ANALYSES

Coup d’Etat en Centrafrique : quels enjeux ?

Interview
25 mars 2013
Le point de vue de Philippe Hugon
Pouvait-on s’attendre à ce coup d’Etat en Centrafrique ?

Il s’agit d’un coup d’Etat prévisible puisque le mouvement du Séléka était descendu jusqu’aux portes de Bangui en décembre dernier. Suite à cet évènement, la France avait refusé de répondre à la demande de soutien de François Bozizé, le chef d’Etat centrafricain. Par ailleurs, celui-ci avait aussi été abandonné par ses deux autres pays alliés, les Etats-Unis et le Tchad. Seule l’Afrique du Sud lui avait maintenu son soutien. Egalement, la conférence de Libreville en janvier avait abouti à un compromis avec les membres du Séléka, notamment la nomination de Michel Djotodia - qui vient de s’auto-proclamer président de la RCA – au poste de ministre de la Défense. Ces différentes raisons ainsi que l’usure du pouvoir et les accusations d’autoritarisme à l’encontre de François Bozizé étaient des signes avant-coureurs de la fin du régime, d’autant que la puissance militaire du Séléka contrastait avec la décomposition de l’armée de Centrafrique.
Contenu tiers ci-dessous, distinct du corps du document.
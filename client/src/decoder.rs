//! Validation and extraction of stake pool instructions.
//!
//! [`StakePoolInstructionDecoder`] checks an instruction's program id and account count before
//! decoding its data and reading any account by position, so an instruction that's too short
//! never has its accounts touched.

use solana_address::Address;
use stake_pool_interface::{
    error::{
        DecodingError,
        StakePoolError,
        StakePoolResult,
    },
    instructions::InstructionTag,
    pack::InstructionData,
    program,
};

use crate::{
    debug,
    instruction_view::InstructionView,
    params::*,
};

/// A stake pool instruction decoded into the typed params of its kind.
#[derive(Clone, Copy, Debug, Eq, PartialEq)]
pub enum StakePoolInstruction {
    Initialize(InitializeParams),
    Deposit(DepositParams),
    WithdrawStake(WithdrawStakeParams),
    DepositSol(DepositSolParams),
    SetFundingAuthority(SetFundingAuthorityParams),
    WithdrawSol(WithdrawSolParams),
    CreateCommunityTokenStakingRewards(CreateCommunityTokenStakingRewardsParams),
    DepositSolDao(DepositSolDaoParams),
    WithdrawSolWithDao(WithdrawSolWithDaoParams),
    WithdrawStakeWithDao(WithdrawStakeWithDaoParams),
}

impl StakePoolInstruction {
    pub fn tag(&self) -> InstructionTag {
        match self {
            Self::Initialize(_) => InstructionTag::Initialize,
            Self::Deposit(_) => InstructionTag::Deposit,
            Self::WithdrawStake(_) => InstructionTag::WithdrawStake,
            Self::DepositSol(_) => InstructionTag::DepositSol,
            Self::SetFundingAuthority(_) => InstructionTag::SetFundingAuthority,
            Self::WithdrawSol(_) => InstructionTag::WithdrawSol,
            Self::CreateCommunityTokenStakingRewards(_) => {
                InstructionTag::CreateCommunityTokenStakingRewards
            }
            Self::DepositSolDao(_) => InstructionTag::DepositSolDao,
            Self::WithdrawSolWithDao(_) => InstructionTag::WithdrawSolWithDao,
            Self::WithdrawStakeWithDao(_) => InstructionTag::WithdrawStakeWithDao,
        }
    }
}

/// Decodes instructions addressed to a single stake pool program.
///
/// [`Default`] targets [`program::ID`]; use [`StakePoolInstructionDecoder::new`] for a fork or a
/// locally deployed copy of the program.
#[derive(Clone, Copy, Debug, Eq, PartialEq)]
pub struct StakePoolInstructionDecoder {
    program_id: Address,
}

impl Default for StakePoolInstructionDecoder {
    fn default() -> Self {
        Self::new(program::ID)
    }
}

impl StakePoolInstructionDecoder {
    pub const fn new(program_id: Address) -> Self {
        Self { program_id }
    }

    pub fn program_id(&self) -> &Address {
        &self.program_id
    }

    pub fn check_program_id<I: InstructionView + ?Sized>(&self, instruction: &I) -> StakePoolResult {
        let found = instruction.program_id();
        if found != &self.program_id {
            debug!("rejecting instruction for program {found:?}");
            return Err(StakePoolError::ProgramIdMismatch {
                expected: self.program_id,
                found: *found,
            });
        }
        Ok(())
    }

    /// Fails if `instruction` carries fewer accounts than `tag` reads by position.
    pub fn check_num_accounts<I: InstructionView + ?Sized>(
        &self,
        instruction: &I,
        tag: InstructionTag,
    ) -> StakePoolResult {
        let found = instruction.num_accounts();
        let expected = tag.min_accounts();
        if found < expected {
            debug!(
                "rejecting {} with {found} accounts, expected at least {expected}",
                tag.name()
            );
            return Err(StakePoolError::InsufficientAccounts { found, expected });
        }
        Ok(())
    }

    /// Validates `instruction` as the kind `P` is built from, then decodes its data and reads its
    /// accounts into `P`.
    pub fn extract<P, I>(&self, instruction: &I) -> StakePoolResult<P>
    where
        P: FromInstruction,
        I: InstructionView + ?Sized,
    {
        let tag = <P::Data as InstructionData>::TAG;
        self.check_program_id(instruction)?;
        self.check_num_accounts(instruction, tag)?;

        let data = P::Data::unpack(instruction.data())?;
        let params = P::from_parts(data, &AccountKeys::new(instruction))?;
        debug!(
            "extracted {} from {} accounts",
            tag.name(),
            instruction.num_accounts()
        );
        Ok(params)
    }

    pub fn decode_initialize<I: InstructionView + ?Sized>(
        &self,
        instruction: &I,
    ) -> StakePoolResult<InitializeParams> {
        self.extract(instruction)
    }

    pub fn decode_deposit<I: InstructionView + ?Sized>(
        &self,
        instruction: &I,
    ) -> StakePoolResult<DepositParams> {
        self.extract(instruction)
    }

    pub fn decode_withdraw_stake<I: InstructionView + ?Sized>(
        &self,
        instruction: &I,
    ) -> StakePoolResult<WithdrawStakeParams> {
        self.extract(instruction)
    }

    pub fn decode_deposit_sol<I: InstructionView + ?Sized>(
        &self,
        instruction: &I,
    ) -> StakePoolResult<DepositSolParams> {
        self.extract(instruction)
    }

    pub fn decode_set_funding_authority<I: InstructionView + ?Sized>(
        &self,
        instruction: &I,
    ) -> StakePoolResult<SetFundingAuthorityParams> {
        self.extract(instruction)
    }

    pub fn decode_withdraw_sol<I: InstructionView + ?Sized>(
        &self,
        instruction: &I,
    ) -> StakePoolResult<WithdrawSolParams> {
        self.extract(instruction)
    }

    pub fn decode_create_community_token_staking_rewards<I: InstructionView + ?Sized>(
        &self,
        instruction: &I,
    ) -> StakePoolResult<CreateCommunityTokenStakingRewardsParams> {
        self.extract(instruction)
    }

    pub fn decode_deposit_sol_dao<I: InstructionView + ?Sized>(
        &self,
        instruction: &I,
    ) -> StakePoolResult<DepositSolDaoParams> {
        self.extract(instruction)
    }

    pub fn decode_withdraw_sol_with_dao<I: InstructionView + ?Sized>(
        &self,
        instruction: &I,
    ) -> StakePoolResult<WithdrawSolWithDaoParams> {
        self.extract(instruction)
    }

    pub fn decode_withdraw_stake_with_dao<I: InstructionView + ?Sized>(
        &self,
        instruction: &I,
    ) -> StakePoolResult<WithdrawStakeWithDaoParams> {
        self.extract(instruction)
    }

    /// Decodes `instruction` as whichever kind its opcode names.
    pub fn decode<I: InstructionView + ?Sized>(
        &self,
        instruction: &I,
    ) -> StakePoolResult<StakePoolInstruction> {
        self.check_program_id(instruction)?;
        let opcode = *instruction
            .data()
            .first()
            .ok_or(DecodingError::EmptyData)?;

        Ok(match InstructionTag::try_from(opcode)? {
            InstructionTag::Initialize => {
                StakePoolInstruction::Initialize(self.extract(instruction)?)
            }
            InstructionTag::Deposit => StakePoolInstruction::Deposit(self.extract(instruction)?),
            InstructionTag::WithdrawStake => {
                StakePoolInstruction::WithdrawStake(self.extract(instruction)?)
            }
            InstructionTag::DepositSol => {
                StakePoolInstruction::DepositSol(self.extract(instruction)?)
            }
            InstructionTag::SetFundingAuthority => {
                StakePoolInstruction::SetFundingAuthority(self.extract(instruction)?)
            }
            InstructionTag::WithdrawSol => {
                StakePoolInstruction::WithdrawSol(self.extract(instruction)?)
            }
            InstructionTag::CreateCommunityTokenStakingRewards => {
                StakePoolInstruction::CreateCommunityTokenStakingRewards(self.extract(instruction)?)
            }
            InstructionTag::DepositSolDao => {
                StakePoolInstruction::DepositSolDao(self.extract(instruction)?)
            }
            InstructionTag::WithdrawSolWithDao => {
                StakePoolInstruction::WithdrawSolWithDao(self.extract(instruction)?)
            }
            InstructionTag::WithdrawStakeWithDao => {
                StakePoolInstruction::WithdrawStakeWithDao(self.extract(instruction)?)
            }
        })
    }

    /// Decodes every instruction in `instructions` addressed to this decoder's program, skipping
    /// instructions for other programs.
    pub fn decode_matching<'a, I>(
        &'a self,
        instructions: impl IntoIterator<Item = &'a I> + 'a,
    ) -> impl Iterator<Item = StakePoolResult<StakePoolInstruction>> + 'a
    where
        I: InstructionView + 'a,
    {
        instructions
            .into_iter()
            .filter(|instruction| instruction.program_id() == &self.program_id)
            .map(|instruction| self.decode(instruction))
    }
}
Quels sont les enjeux autour de cette prise de pouvoir ?

Il y a plusieurs enjeux. Tout d’abord, il y a un enjeu politique étant donné que le nouveau président, Michel Djotodia, a obtenu le pouvoir par les armes. Il y a aussi des enjeux régionaux, notamment avec le Tchad qui ne soutenait plus le gouvernement de Bozizé. A travers la crise malienne et la situation actuelle, on a pu voir que le Tchad souhaite peser davantage dans la région. Enfin, il y a des enjeux miniers. Il faut savoir que bien qu’il s’agisse d’un des pays les plus pauvres du monde, la Centrafrique possède des richesses minières très importantes telles que l’or, le diamant, l’uranium et le fer. Il est également possible qu’il y ait des enjeux de modification de partenaires dans ce secteur qui pourraient représenter un nouvel enjeu. Mais ce n’est pas encore à l’ordre du jour.

Michel Djotodia vient de prendre le pouvoir par la force tout comme François Bozizé il y a 10 ans. La Centrafrique est-elle condamnée à l’instabilité ? Comment le pays est-il traité par la communauté internationale ?
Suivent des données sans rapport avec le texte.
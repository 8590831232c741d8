use solana_address::Address;
use stake_pool_interface::{
    error::StakePoolError,
    instructions::{
        DepositInstructionData,
        DepositSolDaoInstructionData,
        DepositSolInstructionData,
    },
};

use crate::{
    instruction_view::InstructionView,
    params::{
        AccountKeys,
        FromInstruction,
    },
};

/// Accounts of a `Deposit` instruction, which deposits a stake account into the pool.
#[derive(Clone, Copy, Debug, Eq, PartialEq)]
pub struct DepositParams {
    pub stake_pool: Address,
    pub validator_list: Address,
    pub deposit_authority: Address,
    pub withdraw_authority: Address,
    pub deposit_stake: Address,
    pub deposit_stake_withdraw_authority: Address,
    pub validator_stake: Address,
    pub reserve_stake: Address,
    pub pool_tokens_to: Address,
    pub pool_mint: Address,
}

impl FromInstruction for DepositParams {
    type Data = DepositInstructionData;

    fn from_parts<I: InstructionView + ?Sized>(
        _data: Self::Data,
        accounts: &AccountKeys<'_, I>,
    ) -> Result<Self, StakePoolError> {
        Ok(Self {
            stake_pool: accounts.required(0)?,
            validator_list: accounts.required(1)?,
            deposit_authority: accounts.required(2)?,
            withdraw_authority: accounts.required(3)?,
            deposit_stake: accounts.required(4)?,
            deposit_stake_withdraw_authority: accounts.required(5)?,
            validator_stake: accounts.required(6)?,
            reserve_stake: accounts.required(7)?,
            pool_tokens_to: accounts.required(8)?,
            pool_mint: accounts.required(9)?,
        })
    }
}

/// Accounts of a `DepositSol` instruction and the lamports it deposits.
#[derive(Clone, Copy, Debug, Eq, PartialEq)]
pub struct DepositSolParams {
    pub stake_pool: Address,
    pub deposit_authority: Address,
    pub withdraw_authority: Address,
    pub reserve_stake: Address,
    pub lamports_from: Address,
    pub pool_tokens_to: Address,
    pub manager_fee_account: Address,
    pub referrer_pool_tokens_account: Address,
    pub pool_mint: Address,
    pub lamports: i64,
}

impl FromInstruction for DepositSolParams {
    type Data = DepositSolInstructionData;

    fn from_parts<I: InstructionView + ?Sized>(
        data: Self::Data,
        accounts: &AccountKeys<'_, I>,
    ) -> Result<Self, StakePoolError> {
        Ok(Self {
            stake_pool: accounts.required(0)?,
            deposit_authority: accounts.required(1)?,
            withdraw_authority: accounts.required(2)?,
            reserve_stake: accounts.required(3)?,
            lamports_from: accounts.required(4)?,
            pool_tokens_to: accounts.required(5)?,
            manager_fee_account: accounts.required(6)?,
            referrer_pool_tokens_account: accounts.required(7)?,
            pool_mint: accounts.required(8)?,
            lamports: data.lamports,
        })
    }
}

/// Accounts of a `DepositSolDao` instruction.
///
/// Positions 9 and 10 hold the System program and the token program and aren't surfaced. The SOL
/// deposit authority at position 14 is only present on pools that set one.
#[derive(Clone, Copy, Debug, Eq, PartialEq)]
pub struct DepositSolDaoParams {
    pub stake_pool: Address,
    pub withdraw_authority: Address,
    pub reserve_stake: Address,
    pub lamports_from: Address,
    pub pool_tokens_to: Address,
    pub dao_community_token_receiver: Address,
    pub manager_fee_account: Address,
    pub referrer_pool_tokens_account: Address,
    pub pool_mint: Address,
    pub community_token_staking_rewards: Address,
    pub owner_wallet: Address,
    pub community_token: Address,
    pub deposit_authority: Option<Address>,
    pub lamports: i64,
}

impl FromInstruction for DepositSolDaoParams {
    type Data = DepositSolDaoInstructionData;

    fn from_parts<I: InstructionView + ?Sized>(
        data: Self::Data,
        accounts: &AccountKeys<'_, I>,
    ) -> Result<Self, StakePoolError> {
        Ok(Self {
            stake_pool: accounts.required(0)?,
            withdraw_authority: accounts.required(1)?,
            reserve_stake: accounts.required(2)?,
            lamports_from: accounts.required(3)?,
            pool_tokens_to: accounts.required(4)?,
            dao_community_token_receiver: accounts.required(5)?,
            manager_fee_account: accounts.required(6)?,
            referrer_pool_tokens_account: accounts.required(7)?,
            pool_mint: accounts.required(8)?,
            community_token_staking_rewards: accounts.required(11)?,
            owner_wallet: accounts.required(12)?,
            community_token: accounts.required(13)?,
            deposit_authority: accounts.optional(14),
            lamports: data.lamports,
        })
    }
}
Alors que Bozizé avait aussi pris le pouvoir par un coup de force, il est resté en poste pendant dix ans. Il n’y a pas, de ce point de vue-là, une totale instabilité politique en Centrafrique. Ce pays ne représente pas non plus un enjeu stratégique mondial. Toutefois, ses partenaires ne souhaitent pas que la Centrafrique soit déstabilisée. Le Séléka, ayant pris le pouvoir par les armes, ne dispose pas de légitimité populaire. Les pays voisins comptent ainsi sur les élections législatives qui sont prévues d’ici un an et les présidentielles annoncées d’ici trois ans, pour que le nouveau gouvernement acquiert une légitimité suffisante.
Aujourd’hui, les forces africaines et françaises sont présentes pour éviter les pillages et assurer le maintien de l’ordre. De plus, il semble que le président auto-proclamé cherche une forme de continuité avec l’ancien gouvernement puisqu’il a annoncé que M. Tiangaye resterait Premier ministre. La Centrafrique ne semble ainsi pas être dans une situation trop chaotique, du moins pour le moment.